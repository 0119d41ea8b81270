//! Chain driver: the single application queue
//!
//! Commitments may arrive concurrently from the network; they are funneled
//! into one queue here and applied in arrival order. Reorg notifications
//! travel on their own channel and preempt queued application: once one is
//! received, commitments wait until reconciliation finishes against the
//! corrected head.

use std::sync::Arc;
use std::time::{SystemTime, UNIX_EPOCH};

use protocol_types::{ParentState, RawTxList, ReorgNotification, SignedCommitment};
use tokio::sync::{broadcast, mpsc};

use crate::engine::ExecutionEngine;
use crate::lookahead::LookaheadProvider;
use crate::reorg::{AnchorSource, ReconcileOutcome, ReorgReconciler};
use crate::tracker::ChainStateTracker;
use crate::verifier::{Accepted, CommitmentVerifier};

/// Current unix time in seconds
pub fn unix_now() -> u64 {
    SystemTime::now()
        .duration_since(UNIX_EPOCH)
        .unwrap()
        .as_secs()
}

/// Handle for feeding commitments into the application queue
#[derive(Clone)]
pub struct CommitmentSender {
    sender: mpsc::Sender<(SignedCommitment, RawTxList)>,
}

impl CommitmentSender {
    pub async fn send(&self, commitment: SignedCommitment, tx_list: RawTxList) -> bool {
        self.sender.send((commitment, tx_list)).await.is_ok()
    }

    pub fn try_send(&self, commitment: SignedCommitment, tx_list: RawTxList) -> bool {
        self.sender.try_send((commitment, tx_list)).is_ok()
    }
}

/// Handle for injecting reorg notifications
#[derive(Clone)]
pub struct ReorgSender {
    sender: mpsc::Sender<ReorgNotification>,
}

impl ReorgSender {
    pub async fn send(&self, notification: ReorgNotification) -> bool {
        self.sender.send(notification).await.is_ok()
    }
}

pub struct ChainDriver<L, E, A>
where
    L: LookaheadProvider,
    E: ExecutionEngine,
    A: AnchorSource,
{
    tracker: Arc<ChainStateTracker>,
    verifier: CommitmentVerifier<L, E>,
    reconciler: ReorgReconciler<E, A>,
    anchors: Arc<A>,
    commitment_rx: mpsc::Receiver<(SignedCommitment, RawTxList)>,
    commitment_tx: mpsc::Sender<(SignedCommitment, RawTxList)>,
    reorg_rx: mpsc::Receiver<ReorgNotification>,
    reorg_tx: mpsc::Sender<ReorgNotification>,
    head_tx: broadcast::Sender<ParentState>,
}

impl<L, E, A> ChainDriver<L, E, A>
where
    L: LookaheadProvider,
    E: ExecutionEngine,
    A: AnchorSource,
{
    pub fn new(
        tracker: Arc<ChainStateTracker>,
        verifier: CommitmentVerifier<L, E>,
        reconciler: ReorgReconciler<E, A>,
        anchors: Arc<A>,
    ) -> Self {
        let (commitment_tx, commitment_rx) = mpsc::channel(1024);
        let (reorg_tx, reorg_rx) = mpsc::channel(16);
        let (head_tx, _) = broadcast::channel(64);
        Self {
            tracker,
            verifier,
            reconciler,
            anchors,
            commitment_rx,
            commitment_tx,
            reorg_rx,
            reorg_tx,
            head_tx,
        }
    }

    pub fn commitment_sender(&self) -> CommitmentSender {
        CommitmentSender {
            sender: self.commitment_tx.clone(),
        }
    }

    pub fn reorg_sender(&self) -> ReorgSender {
        ReorgSender {
            sender: self.reorg_tx.clone(),
        }
    }

    /// Subscribe to head updates
    pub fn subscribe_head(&self) -> broadcast::Receiver<ParentState> {
        self.head_tx.subscribe()
    }

    pub fn tracker(&self) -> Arc<ChainStateTracker> {
        self.tracker.clone()
    }

    /// Run the application loop. Each branch runs to completion before the
    /// next event is taken; the biased select gives reorg notifications
    /// priority over queued commitments.
    pub async fn run(mut self) {
        tracing::info!(
            "Chain driver running at head {}",
            self.tracker.head_block_number()
        );
        loop {
            tokio::select! {
                biased;

                notification = self.reorg_rx.recv() => {
                    match notification {
                        Some(notification) => self.handle_reorg(notification).await,
                        None => break,
                    }
                }

                pair = self.commitment_rx.recv() => {
                    match pair {
                        Some((commitment, tx_list)) => {
                            self.handle_commitment(commitment, tx_list).await
                        }
                        None => break,
                    }
                }
            }
        }
        tracing::info!("Chain driver stopped");
    }

    async fn handle_commitment(&mut self, commitment: SignedCommitment, tx_list: RawTxList) {
        let preconf = commitment.preconfirmation();

        // Anchor data is staged before the tracker is touched; EOP-only
        // commitments derive nothing and need none
        let anchor = if preconf.is_eop_only() {
            None
        } else {
            match self.anchors.anchor_info(preconf.anchor_block_number).await {
                Ok(info) => Some(info),
                Err(e) => {
                    tracing::debug!("Anchor staging failed: {}", e);
                    None
                }
            }
        };

        let now = unix_now();
        match self
            .verifier
            .verify_and_apply(&self.tracker, &commitment, &tx_list, anchor, now)
        {
            Ok(Accepted::Block { head, rotated }) => {
                tracing::info!(
                    "Applied block {} ({} txs{})",
                    head.header.number,
                    tx_list.len(),
                    if rotated { ", handover" } else { "" }
                );
                let _ = self.head_tx.send(head);
            }
            Ok(Accepted::EopOnly) => {
                tracing::info!("Handover signal accepted, rotation advanced");
                let _ = self.head_tx.send(self.tracker.head());
            }
            // Expected under reordering and duplication; not a security event
            Err(reason) => {
                tracing::debug!(
                    "Commitment for block {} not applicable: {}",
                    preconf.block_number,
                    reason
                );
            }
        }
    }

    async fn handle_reorg(&mut self, notification: ReorgNotification) {
        match self.reconciler.reconcile(&self.tracker, &notification).await {
            Ok(ReconcileOutcome::Clean) => {
                tracing::debug!("Reorg notification did not affect the tentative chain");
            }
            Ok(ReconcileOutcome::Replayed { from, to, new_head }) => {
                tracing::warn!("Reorg replayed blocks {}..={}", from, to);
                let _ = self.head_tx.send(new_head);
            }
            Err(e) => {
                tracing::error!("Reorg reconciliation failed, head is untrusted: {}", e);
            }
        }
    }
}
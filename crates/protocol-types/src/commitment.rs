//! Signed preconfirmation commitments and raw transaction lists

use borsh::{BorshDeserialize, BorshSerialize};
use ed25519_dalek::SigningKey;
use serde::{Deserialize, Serialize};

use crate::primitives::{hash_of, Address, Hash, Signature, ZERO_HASH};

/// A single preconfirmation: the promise that a block with exactly this
/// content will be submitted to L1 within the named window.
///
/// Instances form an append-only chain of custody: each
/// `parent_preconfirmation_hash` must equal the hash of the immediately
/// preceding accepted instance.
#[derive(Debug, Clone, PartialEq, Eq, BorshSerialize, BorshDeserialize, Serialize, Deserialize)]
pub struct Preconfirmation {
    /// End-of-preconfirmation marker: no further preconfs follow in this window
    pub eop: bool,
    /// L2 block number this commitment derives
    pub block_number: u64,
    /// Block timestamp (unix seconds)
    pub timestamp: u64,
    /// Block gas limit
    pub gas_limit: u64,
    /// Block coinbase, must match the committer of the active lookahead slot
    pub coinbase: Address,
    /// L1 block whose state is imported into this block
    pub anchor_block_number: u64,
    /// Hash of the raw transaction list, `ZERO_HASH` for EOP-only commitments
    pub raw_tx_list_hash: Hash,
    /// Hash of the previous accepted preconfirmation
    pub parent_preconfirmation_hash: Hash,
    /// End of the submission window this commitment belongs to
    pub submission_window_end: u64,
    /// Prover authorization for the derived block
    pub prover_auth: Address,
    /// Proposal this block belongs to on L1
    pub proposal_id: u64,
}

impl Preconfirmation {
    /// Hash of this preconfirmation, the chain-of-custody link
    pub fn hash(&self) -> Hash {
        hash_of(self)
    }

    /// An EOP-only commitment carries no block content, only the handover
    /// signal; it is exempt from all block-content checks.
    pub fn is_eop_only(&self) -> bool {
        self.eop && self.raw_tx_list_hash == ZERO_HASH
    }
}

/// The signed payload: the preconfirmation plus the slasher the committer
/// consents to be judged by.
#[derive(Debug, Clone, PartialEq, Eq, BorshSerialize, BorshDeserialize, Serialize, Deserialize)]
pub struct CommitmentPayload {
    pub preconfirmation: Preconfirmation,
    /// Canonical preconf-slasher address the commitment is directed at
    pub slasher_address: Address,
}

impl CommitmentPayload {
    pub fn hash(&self) -> Hash {
        hash_of(self)
    }
}

/// Authenticated envelope around a commitment payload
#[derive(Debug, Clone, PartialEq, Eq, BorshSerialize, BorshDeserialize, Serialize, Deserialize)]
pub struct SignedCommitment {
    pub payload: CommitmentPayload,
    /// Signature over `payload.hash()`
    pub signature: Signature,
}

impl SignedCommitment {
    /// Sign a payload with the committer's key
    pub fn sign(payload: CommitmentPayload, key: &SigningKey) -> Self {
        let signature = Signature::sign(key, &payload.hash());
        Self { payload, signature }
    }

    /// Verify the envelope against the expected committer
    pub fn verify(&self, committer: &Address) -> bool {
        self.signature.verify(committer, &self.payload.hash())
    }

    pub fn preconfirmation(&self) -> &Preconfirmation {
        &self.payload.preconfirmation
    }
}

/// A raw transaction, opaque bytes prior to execution-time filtering
#[derive(Debug, Clone, PartialEq, Eq, BorshSerialize, BorshDeserialize, Serialize, Deserialize)]
pub struct RawTransaction(pub Vec<u8>);

/// Ordered, unfiltered transaction list; possibly invalid or duplicate
/// entries are dropped at execution time, not here. Authenticated only via
/// its hash matching `raw_tx_list_hash`.
#[derive(Debug, Clone, Default, PartialEq, Eq, BorshSerialize, BorshDeserialize, Serialize, Deserialize)]
pub struct RawTxList(pub Vec<RawTransaction>);

impl RawTxList {
    pub fn hash(&self) -> Hash {
        hash_of(self)
    }

    pub fn is_empty(&self) -> bool {
        self.0.is_empty()
    }

    pub fn len(&self) -> usize {
        self.0.len()
    }
}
:::::
Write out, exactly and with nothing else, the lines of the listing above from its first line through the line with "use crate::lookahead::LookaheadProvider;".

repository 0119d41ea8b81270
//! Chain driver: the single application queue
//!
//! Commitments may arrive concurrently from the network; they are funneled
//! into one queue here and applied in arrival order. Reorg notifications
//! travel on their own channel and preempt queued application: once one is
//! received, commitments wait until reconciliation finishes against the
//! corrected head.

use std::sync::Arc;
use std::time::{SystemTime, UNIX_EPOCH};

use protocol_types::{ParentState, RawTxList, ReorgNotification, SignedCommitment};
use tokio::sync::{broadcast, mpsc};

use crate::engine::ExecutionEngine;
use crate::lookahead::LookaheadProvider;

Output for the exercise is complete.